Cyber Risk Analyst

This is a fully remote position, open to applicants in India.

📋 Description

• Develop and implement internal cyber security audits and control assessments across applications, infrastructure, and business operations.

• Record observations, evaluate risks and impacts, and monitor remediation until completion with relevant teams.

• Conduct security assessments for vendors and third-party entities: analyze security questionnaires, certifications, and technical measures to confirm they align with organizational standards.

• Identify and monitor vendor-related risks, suggest mitigation strategies, and assist with contractual security obligations as necessary.

• Collaborate with stakeholders to uphold and test business continuity and disaster recovery (BCP/DR) strategies.

• Organize, coordinate, and document tabletop simulations and technical BCP/DR drills, ensuring corrective actions are tracked and followed up on.

• Keep security policies, standards, protocols, and guidelines current, ensuring compliance with NIST CSF, ISO 27001, and pertinent regulations.

• Create regular reports and dashboards detailing audit results, risk status, BCP drill outcomes, vendor risk assessments, and ISMS/NIST CSF progress for management review.

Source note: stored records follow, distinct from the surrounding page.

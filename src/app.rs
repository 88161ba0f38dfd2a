use std::process::ExitCode;

use anyhow::Result;

use crate::{
    backend,
    cli::{Cli, Command},
    domain::{self, display_log::MessageAuthor},
    infra, ui,
    usecases::{
        self,
        ask::{ask, AskOutput},
        bootstrap,
    },
};

pub fn run(cli: Cli) -> Result<ExitCode> {
    tracing::debug!(
        ui = ui::module_name(),
        domain = domain::module_name(),
        backend = backend::module_name(),
        usecases = usecases::module_name(),
        infra = infra::module_name(),
        "module boundaries loaded"
    );

    match cli.command_or_default() {
        Command::Run => {
            let context = bootstrap::bootstrap(cli.config.as_deref())?;
            let mut shell = bootstrap::compose_shell(&context);
            ui::shell::start(
                &context,
                shell.event_source.as_mut(),
                shell.orchestrator.as_mut(),
            )?;
        }
        Command::Ask { text } => {
            let context = bootstrap::bootstrap(cli.config.as_deref())?;
            let (mut controller, completions) = bootstrap::compose_exchanges(&context);
            let output = ask(&mut controller, &completions, &text.join(" "))?;

            tracing::info!(outcome = ?output.outcome, "one-shot exchange finished");
            match answer_text(output) {
                Ok(reply) => println!("{reply}"),
                Err(error_text) => {
                    eprintln!("{error_text}");
                    return Ok(ExitCode::FAILURE);
                }
            }
        }
    }

    Ok(ExitCode::SUCCESS)
}

/// Reply text for stdout, or the error entry text for stderr.
fn answer_text(output: AskOutput) -> Result<String, String> {
    match output.message.author {
        MessageAuthor::Error => Err(output.message.text),
        MessageAuthor::User | MessageAuthor::Assistant => Ok(output.message.text),
    }
}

• Maintain and refresh the cyber risk register, collaborating with control owners and business stakeholders to identify, evaluate, and prioritize risks.

• Conduct risk evaluations (likelihood/impact), recommend risk treatment strategies (mitigate, accept, transfer, avoid), and monitor treatment plans until completion.

• Design and conduct cyber security awareness sessions and specialized training for employees, covering topics such as phishing awareness, secure data handling, and role-specific security issues.

• Develop engaging communication materials (presentations, FAQs, quick reference guides) to enhance the security culture.

⛳️ Requirements

• A bachelor's degree in any engineering field.

• Minimum of 3 years of experience in the cyber governance, risk, and compliance sector.

• Proven experience in implementing security controls and processes across business functions in line with NIST CSF and ISO 27001 standards.

• Practical involvement in at least 70% of the responsibilities outlined above.

• Familiarity with industry standards and regulations (e.g., SOC 2, ISO 27001, GDPR/DPDP, etc.).

• Security certifications like CISA or ISO 27001 Lead Implementer / Lead Auditor are preferred.

• AI-governance or AI-risk qualifications such as ISO/IEC 42001 training, NIST AI RMF Architect/Lead Implementer, or recognized AI Security & Governance certifications are a significant advantage.

• Strong communication and interpersonal skills, with the ability to effectively engage with a diverse range of stakeholders.

🏝️ Benefits

• Opportunities for professional advancement in a dynamic, fast-growing industry with a high social impact.

• An open and collaborative culture comprised of passionate colleagues motivated by the challenge of innovation to create significant effects on people and the planet.

• A genuine multicultural experience: You will have the opportunity to collaborate with and learn from individuals of various geographies, nationalities, and backgrounds.

• Structured, customized learning and development programs aimed at enhancing your leadership, management, and professional skills through the Sun King Center for Leadership.